EVEN though we are unable to celebrate Diwali 2021 in the same spectacular and large-scale manner that we did before, the lessons of the “Festival of Lights” is perhaps most resounding this time around.
Diwali meaning “a row of lights,” is celebrated on the 15th day of the Hindu month of Kartik, known to be the darkest night of the year. It honours and adores Goddess Lakshmi, who is considered to be the giver of health, wealth and prosperity.
Diwali is celebrated during a five-day period, with the first day being referred to as Dhanteras or the “day of fortune”; the second day is Naraka Chaturdasi, the ‘day of knowledge’, followed by the third, which is known to be the day of light. The fourth day is known as Annakut which ushers in the New Year and fifth day Bhai Dui, which brings a renewed love between brothers and sisters.
The story of Diwali also speaks to the return of Lord Rama after 14 years of exile. Upon his return, he was welcomed with lit diyas that decorated his pathway home.

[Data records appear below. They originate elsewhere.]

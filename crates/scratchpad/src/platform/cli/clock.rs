//! Virtual time clock for deterministic autosave.
//!
//! VirtualClock keeps repeating timers against virtual time that only moves
//! when `advance_by()` is called, so autosave ticks can be driven from tests
//! and from the headless session without real waiting.

use std::cell::RefCell;
use std::cmp::Ordering;
use std::collections::{BTreeMap, BinaryHeap};
use std::rc::Rc;
use std::time::Duration;

use crate::autosave::{Scheduler, TimerHandle};

type TimerId = u64;

/// Entry for a pending timer.
#[derive(Debug, Clone)]
struct TimerEntry {
    /// When the timer should fire (virtual time in ms)
    fire_at_ms: u64,
    timer_id: TimerId,
    interval_ms: u64,
}

impl PartialEq for TimerEntry {
    fn eq(&self, other: &Self) -> bool {
        self.fire_at_ms == other.fire_at_ms && self.timer_id == other.timer_id
    }
}

impl Eq for TimerEntry {}

impl PartialOrd for TimerEntry {
    fn partial_cmp(&self, other: &Self) -> Option<Ordering> {
        Some(self.cmp(other))
    }
}

impl Ord for TimerEntry {
    fn cmp(&self, other: &Self) -> Ordering {
        // Min-heap: earlier fire time first, registration order breaks ties
        other
            .fire_at_ms
            .cmp(&self.fire_at_ms)
            .then_with(|| other.timer_id.cmp(&self.timer_id))
    }
}

#[derive(Default)]
struct ClockState {
    current_time_ms: u64,
    next_timer_id: TimerId,
    pending_timers: BinaryHeap<TimerEntry>,
    // A timer is live while its id is here; the slot is empty while it runs.
    callbacks: BTreeMap<TimerId, Option<Box<dyn FnMut()>>>,
}

/// Cloning gives another handle to the same clock.
#[derive(Clone, Default)]
pub struct VirtualClock {
    state: Rc<RefCell<ClockState>>,
}

impl VirtualClock {
    pub fn new() -> Self {
        Self::default()
    }

    pub fn now_ms(&self) -> u64 {
        self.state.borrow().current_time_ms
    }

    pub fn active_timers(&self) -> usize {
        self.state.borrow().callbacks.len()
    }

    /// Advance virtual time, firing every tick that falls due on the way.
    ///
    /// Returns how many ticks fired. Repeating timers are re-scheduled
    /// immediately so they can fire more than once in a single advance.
    pub fn advance_by(&self, ms: u64) -> usize {
        let target_time = self.state.borrow().current_time_ms + ms;
        let mut fired = 0;

        loop {
            let due = {
                let mut state = self.state.borrow_mut();
                match state.pending_timers.peek() {
                    Some(entry) if entry.fire_at_ms <= target_time => {
                        state.pending_timers.pop()
                    }
                    _ => None,
                }
            };
            let Some(entry) = due else {
                break;
            };

            // Cancelled timers leave stale heap entries behind
            let callback = {
                let mut state = self.state.borrow_mut();
                state.current_time_ms = entry.fire_at_ms;
                state
                    .callbacks
                    .get_mut(&entry.timer_id)
                    .and_then(Option::take)
            };
            let Some(mut callback) = callback else {
                continue;
            };

            // Run without holding the borrow; the callback may touch the clock
            callback();
            fired += 1;

            let mut state = self.state.borrow_mut();
            // Cancelled from inside its own tick
            let Some(slot) = state.callbacks.get_mut(&entry.timer_id) else {
                continue;
            };
            *slot = Some(callback);
            state.pending_timers.push(TimerEntry {
                fire_at_ms: entry.fire_at_ms + entry.interval_ms,
                ..entry
            });
        }

        self.state.borrow_mut().current_time_ms = target_time;
        fired
    }

    /// Get the time until the next live timer fires (if any).
    pub fn time_to_next_timer(&self) -> Option<u64> {
        let state = self.state.borrow();
        state
            .pending_timers
            .iter()
            .filter(|entry| state.callbacks.contains_key(&entry.timer_id))
            .map(|entry| entry.fire_at_ms.saturating_sub(state.current_time_ms))
            .min()
    }
}

impl Scheduler for VirtualClock {
    fn every(&self, interval: Duration, tick: Box<dyn FnMut()>) -> TimerHandle {
        let interval_ms = (interval.as_millis() as u64).max(1);
        let timer_id = {
            let mut state = self.state.borrow_mut();
            let timer_id = state.next_timer_id;
            state.next_timer_id += 1;
            let fire_at_ms = state.current_time_ms + interval_ms;
            state.pending_timers.push(TimerEntry {
                fire_at_ms,
                timer_id,
                interval_ms,
            });
            state.callbacks.insert(timer_id, Some(tick));
            timer_id
        };
        let state = Rc::downgrade(&self.state);
        TimerHandle::new(move || {
            if let Some(state) = state.upgrade() {
                let mut state = state.borrow_mut();
                state.callbacks.remove(&timer_id);
                state
                    .pending_timers
                    .retain(|entry| entry.timer_id != timer_id);
            }
        })
    }
}

#[cfg(test)]
mod tests {
    use super::*;
    use std::cell::Cell;

    fn counting_tick(counter: &Rc<Cell<u32>>) -> Box<dyn FnMut()> {
        let counter = counter.clone();
        Box::new(move || counter.set(counter.get() + 1))
    }

    #[test]
    fn clock_starts_at_zero() {
        let clock = VirtualClock::new();
        assert_eq!(clock.now_ms(), 0);
        assert_eq!(clock.active_timers(), 0);
    }

    #[test]
    fn timer_fires_at_deadline() {
        let clock = VirtualClock::new();
        let ticks = Rc::new(Cell::new(0));
        let _handle = clock.every(Duration::from_millis(1000), counting_tick(&ticks));

        // Advance less than interval - no fire
        assert_eq!(clock.advance_by(500), 0);

        // Advance to exactly the deadline
        assert_eq!(clock.advance_by(500), 1);
        assert_eq!(ticks.get(), 1);

        // Timer re-scheduled, fires again at 2000ms
        assert_eq!(clock.advance_by(1000), 1);
        assert_eq!(clock.now_ms(), 2000);
    }

    #[test]
    fn multiple_fires_in_single_advance() {
        let clock = VirtualClock::new();
        let ticks = Rc::new(Cell::new(0));
        let _handle = clock.every(Duration::from_millis(100), counting_tick(&ticks));

        // Fires at 100, 200, 300
        assert_eq!(clock.advance_by(350), 3);
        assert_eq!(ticks.get(), 3);
    }

    #[test]
    fn dropping_handle_cancels_timer() {
        let clock = VirtualClock::new();
        let ticks = Rc::new(Cell::new(0));
        let handle = clock.every(Duration::from_millis(100), counting_tick(&ticks));
        assert_eq!(clock.active_timers(), 1);

        drop(handle);
        assert_eq!(clock.active_timers(), 0);
        assert_eq!(clock.advance_by(1000), 0);
        assert_eq!(ticks.get(), 0);
        assert!(clock.time_to_next_timer().is_none());
    }

    #[test]
    fn time_to_next_timer() {
        let clock = VirtualClock::new();
        assert!(clock.time_to_next_timer().is_none());

        let _handle = clock.every(Duration::from_millis(1000), Box::new(|| {}));
        assert_eq!(clock.time_to_next_timer(), Some(1000));

        clock.advance_by(300);
        assert_eq!(clock.time_to_next_timer(), Some(700));
    }
}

Yesterday, as thousands of our Hindu brothers and sisters illuminated their homes and places of worship, we were not only reminded of the aforementioned significances, but we were also reminded that there is light at the end of every dark tunnel.
As we continue to brave a global pandemic and face our own personal battles, we are reminded that positivity trumps negativity; that knowledge overpowers ignorance and that in everything we do, our home must outshine our feeling of despair.
Although a Hindu religious holiday, Diwali remains a treasured part of Guyana’s religious and cultural heritage, and is celebrated heartily by Guyanese from all walks of life. As depicted in these Delano Williams’ photos, yesterday’s celebrations were no different.